Christian Libonati and Koppany Pusztai in A Year With Frog and Toad, Santa Fe Playhouse; photo C Stanley Photography
A Year with Frog and Toad
7:30 p.m., Santa Fe Playhouse, pay-what-you-will preview, with encore 7:30 p.m. Friday, Dec. 2, then 7:30 p.m. Thursday-Saturday, Dec. 8-10, Monday, Dec. 12, Thursday-Saturday, Dec. 15-17, and
2 p.m. Saturday, Dec. 10, Sunday, Dec. 11, Saturday,
Dec. 17, and Sunday, Dec. 18, $30-$75 with discounts available
Arnold Lobel’s beloved amphibian bromances were turned into a Broadway musical in 2003, earning three Tony Award nominations, including best musical. A Year with Frog and Toad is a family-friendly exploration of friendship, appreciating differences, and loving unconditionally told through the sometimes-prickly relationship between the easy-going Frog and the curmudgeonly Toad. When it premiered on Broadway, The New York Times called the score “eminently hummable” and the book and lyrics “witty without talking down to younger audience members or winking at older ones.”
Mariachi Christmas – Mis Crismes
National Latino Behavioral Health Association
7 p.m., Lensic Performing Arts Center, $25-$45
Mariachi Christmas – Mis Crismes 2022 is an all-family event featuring holiday music and dance by Santiago Alberto, Mariachi Herencia de Las Vegas, Mariachi Euforia, Baile Ilusión, and other special guests. The event showcases New Mexico traditions with bilingual performances and proceeds will benefit the National Latino Behavioral Health Association’s scholarship fund for New Mexico students. Tickets are available via the Lensic.
4 p.m., St. Bede’s Episcopal Church, $25
Five centuries of music inspired by the sun, moon, stars, and candlelight are featured in this wide-ranging concert, from William Byrd’s 1607 “Surge, illuminare, Jerusalem” to contemporary works by Craig Hella Johnson, Sarah Quartel, and Shawn Kirchner. There’s also music by Fanny Hensel and her brother, a.k.a. Felix Mendelssohn, pop tunes by Kate Rusby and Don McLean, and music from Russia, Israel, and Australia.
Michael Martin Murphey’s
7:30 p.m., St. Francis Auditorium, $45-$75
In 1992, Michael Martin Murphey created his first cowboy Christmas album, inspired by the Texas Cowboys’ Christmas Ball, a 100-year plus tradition in Anson, Texas.
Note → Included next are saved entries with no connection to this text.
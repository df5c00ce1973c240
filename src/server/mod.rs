//! The server side: one shared event feed, one session per chat room.
//!
//! A single task owns the room table and routes every inbound event; no
//! other task touches the table, so it needs no lock. Each session gets its
//! own capacity-1 queue, stream adapter, multiplexer endpoint and SOCKS5
//! engine; one misbehaving room can never disturb another.

use std::collections::HashMap;
use std::sync::Arc;
use std::time::Duration;

use fast_socks5::server::DenyAuthentication;
use tokio::sync::mpsc;
use tokio_util::compat::{FuturesAsyncReadCompatExt, TokioAsyncReadCompatExt};
use tokio_util::sync::CancellationToken;

use crate::chat::{ChatEvent, EventReceiver, EventSender, MessageSender};
use crate::codec::{Codec, MessageType};
use crate::crypto::KeyPair;
use crate::error::Result;
use crate::transport::{mux, MessageStream};

/// Ceiling on waiting for a stalled session to take an event. Backpressure
/// is the point of the capacity-1 queue; this only guards a consumer that
/// stopped reading entirely.
const DELIVERY_TIMEOUT: Duration = Duration::from_secs(600);

/// Routes inbound chat events to per-room sessions.
///
/// The first frame from an unknown room must be a key-exchange frame; it is
/// consumed here (header-only decode, no decryption) and yields a new
/// [`MessageStream`] for the caller to attach. Anything else from an unknown
/// room is discarded without allocating state, so strangers cannot fill the
/// table.
pub struct SessionDemux<S: MessageSender> {
    sender: Arc<S>,
    template: Codec,
    rooms: HashMap<String, EventSender>,
    cancel: CancellationToken,
}

impl<S: MessageSender + 'static> SessionDemux<S> {
    /// Build a demultiplexer around the server identity and message sender.
    pub fn new(sender: Arc<S>, keys: &KeyPair, cancel: CancellationToken) -> Self {
        Self {
            sender,
            template: Codec::new(keys),
            rooms: HashMap::new(),
            cancel,
        }
    }

    /// Number of live sessions.
    pub fn session_count(&self) -> usize {
        self.rooms.len()
    }

    /// Route one event. Returns a new session's stream when the event was a
    /// valid first contact; `None` otherwise.
    pub async fn dispatch(&mut self, event: ChatEvent) -> Option<(String, MessageStream<S>)> {
        if let Some(queue) = self.rooms.get(&event.room_id) {
            let room_id = event.room_id.clone();
            match tokio::time::timeout(DELIVERY_TIMEOUT, queue.send(Ok(event))).await {
                Ok(Ok(())) => {}
                Ok(Err(_)) => {
                    tracing::info!(room = %room_id, "session consumer gone, removing");
                    self.rooms.remove(&room_id);
                }
                Err(_) => {
                    tracing::warn!(room = %room_id, "session stalled, dropping event");
                }
            }
            return None;
        }

        // First contact. Classify without any key material.
        let (ty, body) = match Codec::peek(&event.text) {
            Ok(peeked) => peeked,
            Err(e) => {
                tracing::debug!(room = %event.room_id, "undecodable first frame: {e}");
                return None;
            }
        };
        if ty != MessageType::PublicKeyExchange {
            tracing::warn!(room = %event.room_id, "first frame is not a key exchange, ignoring room");
            return None;
        }
        let codec = match self.template.for_peer(&body) {
            Ok(codec) => codec,
            Err(e) => {
                tracing::warn!(room = %event.room_id, "bad handshake key: {e}");
                return None;
            }
        };

        let (tx, rx) = mpsc::channel(1);
        let stream = MessageStream::new(
            event.room_id.clone(),
            self.sender.clone(),
            codec,
            rx,
            self.cancel.child_token(),
        );
        self.rooms.insert(event.room_id.clone(), tx);
        Some((event.room_id, stream))
    }
}

/// The long-running server: feed in, SOCKS5 sessions out.
pub struct TunnelServer<S: MessageSender + 'static> {
    demux: SessionDemux<S>,
    cancel: CancellationToken,
}

impl<S: MessageSender + 'static> TunnelServer<S> {
    pub fn new(sender: Arc<S>, keys: &KeyPair, cancel: CancellationToken) -> Self {
        let demux = SessionDemux::new(sender, keys, cancel.clone());
        Self { demux, cancel }
    }

    /// Consume the shared event feed until it ends or cancellation fires.
    ///
    /// The shared feed is the server's only input; its terminal error is
    /// fatal and propagated. Per-session failures are logged and contained.
    pub async fn run(mut self, mut feed: EventReceiver) -> Result<()> {
        loop {
            let event = tokio::select! {
                _ = self.cancel.cancelled() => return Ok(()),
                event = feed.recv() => event,
            };
            match event {
                None => return Ok(()),
                Some(Err(e)) => {
                    tracing::error!("shared event feed failed: {e}");
                    return Err(e);
                }
                Some(Ok(event)) => {
                    if let Some((room, stream)) = self.demux.dispatch(event).await {
                        tracing::info!(room = %room, sessions = self.demux.session_count(),
                            "tunnel session established");
                        spawn_session(room, stream);
                    }
                }
            }
        }
    }
}

/// Attach the multiplexer and SOCKS5 engine to a fresh session stream.
fn spawn_session<S: MessageSender + 'static>(room: String, stream: MessageStream<S>) {
    // The stream's own token ends the whole session when either pump dies.
    let io = stream.into_io();
    let session_cancel = CancellationToken::new();
    let mut accepted = mux::accept_streams(io.compat(), session_cancel.clone());

    tokio::spawn(async move {
        let config = Arc::new(fast_socks5::server::Config::<DenyAuthentication>::default());
        while let Some(logical) = accepted.recv().await {
            let config = config.clone();
            let room = room.clone();
            tokio::spawn(async move {
                let socket = fast_socks5::server::Socks5Socket::new(logical.compat(), config);
                match socket.upgrade_to_socks5().await {
                    Ok(_) => tracing::debug!(room = %room, "proxy connection finished"),
                    Err(e) => tracing::debug!(room = %room, "proxy connection failed: {e}"),
                }
            });
        }
        session_cancel.cancel();
    });
}
use std::collections::{HashMap, VecDeque};

use parking_lot::Mutex;

use crate::events::Tick;

/// Ticks retained per instrument. Purely observational; the trading path
/// never reads the ring.
pub const SNAPSHOT_CAPACITY: usize = 100;

#[derive(Debug, Default)]
pub struct SnapshotRing {
    rings: Mutex<HashMap<String, VecDeque<Tick>>>,
}

impl SnapshotRing {
    pub fn new() -> Self {
        Self::default()
    }

    pub fn push(&self, tick: Tick) {
        let mut rings = self.rings.lock();
        let ring = rings.entry(tick.instrument.clone()).or_default();

        if ring.len() == SNAPSHOT_CAPACITY {
            ring.pop_front();
        }
        ring.push_back(tick);
    }

    /// Up to `n` most recent ticks, oldest first.
    pub fn tail(&self, instrument: &str, n: usize) -> Vec<Tick> {
        let rings = self.rings.lock();
        match rings.get(instrument) {
            None => Vec::new(),
            Some(ring) => {
                let skip = ring.len().saturating_sub(n);
                ring.iter().skip(skip).cloned().collect()
            }
        }
    }

    pub fn latest(&self, instrument: &str) -> Option<Tick> {
        self.rings.lock().get(instrument).and_then(|ring| ring.back().cloned())
    }

    pub fn len(&self, instrument: &str) -> usize {
        self.rings.lock().get(instrument).map_or(0, VecDeque::len)
    }
}
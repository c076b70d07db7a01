use crate::types::order::OrderStatus;

/// Normalized oracle price update. The feed applies its staleness filter
/// before these are emitted; consumers trust the timestamp.
#[derive(Debug, Clone)]
pub struct Tick {
    pub instrument: String,
    pub price: f64,
    pub confidence: f64,
    pub timestamp_ms: i64,
}

/// Order lifecycle transition delivered by the venue's event stream.
#[derive(Debug, Clone)]
pub struct OrderStatusEvent {
    pub order_id: String,
    pub status: OrderStatus,
}

/// Trade execution notice. Informational only; status events are the
/// authoritative input to reconciliation.
#[derive(Debug, Clone)]
pub struct FillEvent {
    pub order_id: String,
    pub price: f64,
    pub quantity: f64,
    pub timestamp_ms: i64,
}
use tracing::warn;

use crate::types::inventory::Inventory;
use crate::types::order::{Order, OrderStatus, Side};

/// Authoritative per-instrument record: one order slot per side, warmup
/// inventory, and the in-flight flags guarding placement and cancellation.
///
/// Created lazily on first reference and kept for the life of the process.
/// All mutation happens under the instrument's mutex.
#[derive(Debug)]
pub struct InstrumentState {
    pub instrument: String,
    pub bid: Option<Order>,
    pub ask: Option<Order>,
    pub long_inventory: Option<Inventory>,
    pub short_inventory: Option<Inventory>,
    pub placing_lock: bool,
    pub canceling_bid_lock: bool,
    pub canceling_ask_lock: bool,
}

impl InstrumentState {
    pub fn new(instrument: &str) -> Self {
        Self {
            instrument: instrument.to_string(),
            bid: None,
            ask: None,
            long_inventory: None,
            short_inventory: None,
            placing_lock: false,
            canceling_bid_lock: false,
            canceling_ask_lock: false,
        }
    }

    pub fn slot(&self, side: Side) -> Option<&Order> {
        match side {
            Side::Bid => self.bid.as_ref(),
            Side::Ask => self.ask.as_ref(),
        }
    }

    pub fn cancel_lock(&self, side: Side) -> bool {
        match side {
            Side::Bid => self.canceling_bid_lock,
            Side::Ask => self.canceling_ask_lock,
        }
    }

    pub fn set_cancel_lock(&mut self, side: Side, engaged: bool) {
        match side {
            Side::Bid => self.canceling_bid_lock = engaged,
            Side::Ask => self.canceling_ask_lock = engaged,
        }
    }

    /// Installs a freshly placed order into its side's slot. The caller must
    /// only place into an empty slot.
    pub fn install_placed(&mut self, order: Order) {
        let slot = match order.side {
            Side::Bid => &mut self.bid,
            Side::Ask => &mut self.ask,
        };

        if let Some(existing) = slot {
            warn!(
                instrument = %self.instrument,
                side = %order.side,
                existing_id = %existing.id,
                replacement_id = %order.id,
                "installing order over an occupied slot"
            );
        }

        *slot = Some(order);
    }

    pub fn clear(&mut self, side: Side) {
        match side {
            Side::Bid => self.bid = None,
            Side::Ask => self.ask = None,
        }
    }

    /// Applies a venue status transition to whichever slot holds `order_id`.
    /// Terminal statuses vacate the slot. Returns whether the id matched.
    pub fn apply_status(&mut self, order_id: &str, status: OrderStatus) -> bool {
        for side in [Side::Bid, Side::Ask] {
            let slot = match side {
                Side::Bid => &mut self.bid,
                Side::Ask => &mut self.ask,
            };

            if let Some(order) = slot {
                if order.id == order_id {
                    if status.is_terminal() {
                        *slot = None;
                    } else {
                        order.status = status;
                    }
                    return true;
                }
            }
        }

        false
    }

    /// When both sides have filled, the round-trip is complete and both slots
    /// reopen for quoting. Synthetic position orders participate like any
    /// other fill, so a real fill opposite a warmup position also clears the
    /// position's stand-in.
    pub fn paired_fill_cleanup(&mut self) -> bool {
        let both_filled = matches!(&self.bid, Some(bid) if bid.status == OrderStatus::Filled)
            && matches!(&self.ask, Some(ask) if ask.status == OrderStatus::Filled);

        if both_filled {
            self.bid = None;
            self.ask = None;
        }

        both_filled
    }

    pub fn clear_locks(&mut self) {
        self.placing_lock = false;
        self.canceling_bid_lock = false;
        self.canceling_ask_lock = false;
    }

    /// Ids that must be included in a shutdown bulk cancel: real exchange
    /// orders still resting as NEW. Synthetic position orders never qualify.
    pub fn live_exchange_order_ids(&self) -> Vec<String> {
        [&self.bid, &self.ask]
            .into_iter()
            .flatten()
            .filter(|order| !order.is_synthetic() && order.status == OrderStatus::New)
            .map(|order| order.id.clone())
            .collect()
    }
}
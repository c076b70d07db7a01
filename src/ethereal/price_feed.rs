use anyhow::Result;
use async_trait::async_trait;
use futures_util::{SinkExt, StreamExt};
use serde::Deserialize;
use tokio::sync::mpsc::Sender;
use tokio_tungstenite::{connect_async, tungstenite::Message};
use tracing::{debug, error, info};

use crate::events::Tick;
use crate::market::oracle_source::OracleSource;

/// Ticks older than this on arrival never reach the price book.
const STALE_TICK_MAX_AGE_MS: i64 = 60_000;

#[derive(Debug)]
pub struct EtherealPriceFeed {
    websocket_url: String,
}

impl EtherealPriceFeed {
    pub fn new(websocket_url: impl Into<String>) -> Self {
        Self {
            websocket_url: websocket_url.into(),
        }
    }

    fn subscription(tickers: &[String]) -> serde_json::Value {
        serde_json::json!({
            "method": "subscribe",
            "params": {
                "channel": "oracle_price",
                "tickers": tickers,
            }
        })
    }

    fn parse_ticks(text: &str) -> Vec<Tick> {
        let frame: WsFrame = match serde_json::from_str(text) {
            Ok(frame) => frame,
            // heartbeats, acks, unrelated frames
            Err(_) => return Vec::new(),
        };

        if frame.channel.as_deref() != Some("oracle_price") {
            return Vec::new();
        }

        frame
            .data
            .unwrap_or_default()
            .into_iter()
            .filter_map(|entry| {
                let price: f64 = entry.price.parse().ok()?;
                let confidence: f64 = entry.confidence.parse().unwrap_or(0.0);

                Some(Tick {
                    instrument: entry.ticker,
                    price,
                    confidence,
                    timestamp_ms: entry.timestamp,
                })
            })
            .collect()
    }
}

#[async_trait]
impl OracleSource for EtherealPriceFeed {
    async fn subscribe(&self, tickers: &[String], channel: Sender<Tick>) -> Result<()> {
        let (stream, _http_response) = connect_async(&self.websocket_url).await?;
        let (mut writer, mut reader) = stream.split();

        writer
            .send(Message::Text(Self::subscription(tickers).to_string()))
            .await?;

        info!("oracle price websocket connected");

        while let Some(message) = reader.next().await {
            let text = match message? {
                Message::Text(text) => text,
                Message::Binary(binary) => match String::from_utf8(binary) {
                    Ok(text) => text,
                    Err(_) => continue,
                },
                Message::Close(frame) => {
                    error!("oracle price websocket closed: {:?}", frame);
                    break;
                }
                _ => continue,
            };

            let now_ms = chrono::Utc::now().timestamp_millis();
            for tick in Self::parse_ticks(&text) {
                if now_ms - tick.timestamp_ms > STALE_TICK_MAX_AGE_MS {
                    debug!(
                        instrument = %tick.instrument,
                        age_ms = now_ms - tick.timestamp_ms,
                        "dropping stale oracle tick"
                    );
                    continue;
                }

                if channel.send(tick).await.is_err() {
                    error!("tick consumer dropped; stopping oracle feed");
                    return Ok(());
                }
            }
        }

        Ok(())
    }
}

#[derive(Debug, Deserialize)]
struct WsFrame {
    #[serde(default)]
    channel: Option<String>,

    #[serde(default)]
    data: Option<Vec<PriceEntry>>,
}

#[derive(Debug, Deserialize)]
struct PriceEntry {
    ticker: String,
    price: String,

    #[serde(default)]
    confidence: String,

    timestamp: i64,
}

#[cfg(test)]
mod tests {
    use super::*;

    #[test]
    fn parses_price_frames() {
        let raw = r#"{"channel":"oracle_price","data":[
            {"ticker":"BTCUSD","price":"50000.5","confidence":"5.2","timestamp":1712000000000}
        ]}"#;

        let ticks = EtherealPriceFeed::parse_ticks(raw);
        assert_eq!(ticks.len(), 1);
        assert_eq!(ticks[0].instrument, "BTCUSD");
        assert_eq!(ticks[0].price, 50_000.5);
        assert_eq!(ticks[0].confidence, 5.2);
        assert_eq!(ticks[0].timestamp_ms, 1_712_000_000_000);
    }

    #[test]
    fn ignores_other_channels_and_acks() {
        assert!(EtherealPriceFeed::parse_ticks(r#"{"channel":"orders","data":[]}"#).is_empty());
        assert!(EtherealPriceFeed::parse_ticks(r#"{"result":"subscribed"}"#).is_empty());
        assert!(EtherealPriceFeed::parse_ticks("not json").is_empty());
    }

    #[test]
    fn unparseable_prices_are_skipped() {
        let raw = r#"{"channel":"oracle_price","data":[
            {"ticker":"BTCUSD","price":"n/a","timestamp":1},
            {"ticker":"ETHUSD","price":"3000","timestamp":2}
        ]}"#;

        let ticks = EtherealPriceFeed::parse_ticks(raw);
        assert_eq!(ticks.len(), 1);
        assert_eq!(ticks[0].instrument, "ETHUSD");
        assert_eq!(ticks[0].confidence, 0.0);
    }
}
Five more cowboy Christmas albums followed, and music from them, plus video, photography, cowboy poetry, the Rocky Mountain Vintage Dancers, and the Rio Grande Band are featured in this theatrically produced holiday celebration, along with Murphey himself.
7 p.m., Lensic, free admission
This all-volunteer concert band is one of Santa Fe’s oldest musical fixtures. Its roots go back to 1865, when bugler Francisco Pérez returned to his hometown after the Civil War. He may have bugled for the losing side, but shortly after his homecoming he founded La Banda de Santa Fe, which morphed over the decades into the current group. Its 2022 holiday concert promises to be a mix of classical and holiday favorites.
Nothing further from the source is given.